Kids are exposed to far more, far too early. Even on an elementary school playground, it’s not uncommon to hear kids swearing … like, the bad ones. Because of their unfiltered and often unintentional access to the internet, they can see and read about things they’re not ready to yet. Their innocence is evaporating as the world pushes ahead, with or without us.
When we grow older, our aspirations grow with us. Starting at a young age there’s always one more thing we feel we need. However, just like our phones and laptops, we immediately focus our attention to the next “best” thing. We’re never satisfied with what we have and where we are. But it shouldn’t be considered bad to strive for more and better things in life – improvement should never go away. With our society moving too fast, it’s important to take a step back and remember to slow down, not just in terms of what we own, but also what we do.
It can be seen all over campus. Whether it’s taking a math class over the summer to get into the next, more advanced level, or taking Spanish One in eighth grade to get ahead, we are always in a rush to move onto the next thing without fully understanding the importance of what we are leaving behind. That may seem helpful in the short term, but continuously cutting corners and speeding through our education only serves to harm our chances at longer term learning and our emotional well-being.

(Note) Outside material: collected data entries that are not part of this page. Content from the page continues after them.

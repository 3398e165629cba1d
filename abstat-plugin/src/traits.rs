//! Plugin traits

use abstat_core::AbError;
use crate::CalcContext;
use serde::Serialize;
use serde_json::Value as JsonValue;

/// Metadata about a function argument
#[derive(Debug, Clone, Serialize)]
pub struct ArgMeta {
    pub name: &'static str,
    pub typ: &'static str,
    pub description: &'static str,
    pub optional: bool,
    #[serde(skip_serializing_if = "Option::is_none")]
    pub default: Option<&'static str>,
}

impl ArgMeta {
    pub const fn required(name: &'static str, typ: &'static str, description: &'static str) -> Self {
        Self { name, typ, description, optional: false, default: None }
    }

    pub const fn optional(name: &'static str, typ: &'static str, description: &'static str, default: &'static str) -> Self {
        Self { name, typ, description, optional: true, default: Some(default) }
    }

    /// JSON Schema type keyword for this argument
    pub fn json_type(&self) -> &'static str {
        match self.typ {
            "Number" => "number",
            "Integer" => "integer",
            "Text" => "string",
            "Bool" => "boolean",
            t if t.starts_with("List") => "array",
            _ => "object",
        }
    }
}

/// Metadata for a calculator plugin
#[derive(Debug, Clone, Serialize)]
pub struct FunctionMeta {
    pub name: &'static str,
    pub description: &'static str,
    pub usage: &'static str,
    pub args: &'static [ArgMeta],
    pub returns: &'static str,
    pub examples: &'static [&'static str],
    pub category: &'static str,
    pub related: &'static [&'static str],
}

/// Pure calculator plugin.
///
/// `args` is a JSON object keyed by argument name. Implementations must not
/// hold mutable state; one instance serves concurrent callers.
pub trait CalculatorPlugin: Send + Sync {
    fn meta(&self) -> FunctionMeta;
    fn call(&self, args: &JsonValue, ctx: &CalcContext) -> Result<JsonValue, AbError>;
}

There’s an unspoken pressure to keep moving forward especially in school, and in the process, we look down on others who are moving at their normal pace. In our culture, people are considered “dumb” if they don’t take the hardest math class available or many AP courses. Our summer internships and SAT classes are more common than relaxing summers. We forget things like going to the beach, hiking or spending time with our friends.
Teachers talk about the fact that we need sleep and “downtime,” and certain teachers even try to make things a little easier for us to get these essentials. But really, it’s not the teachers who are the problem. A lot of the time, it’s us – the way we’re wired.
We’re on a fast track and we don’t realize that eventually, we won’t have summer vacations anymore to go to the beach, take a hike or spend time with our friends – that will all be left in the past.
It’s ironic that people say that time moves too quickly for their liking. That they want it all to slow down, or go back to a “better” time in their lives. Despite saying all this, we almost never appreciate where we are at one specific point in time because we’re already looking to the next.
We can’t put the blame on all the other factors in our lives because we are the ones who take on all these activities. Yes, we live in a competitive environment and we all want to get into top colleges, but the same way we make decisions to stay up all night studying for a test, we should be making the decision to not always put work ahead of things we consider important.
Our childhood is slipping away from us. It’s come to the point where our sense of time has been skewed to match the exponential growth of society so that a normal, more average speed seems wrong.
Although it may feel appropriate to keep up with the speed of everyone else around us, it’s actually forcing us to grow up before we’re ready. No matter how useful it may seem to not “fall behind,” putting work first at the expense of our childhood hurts our development more than it could possibly benefit us.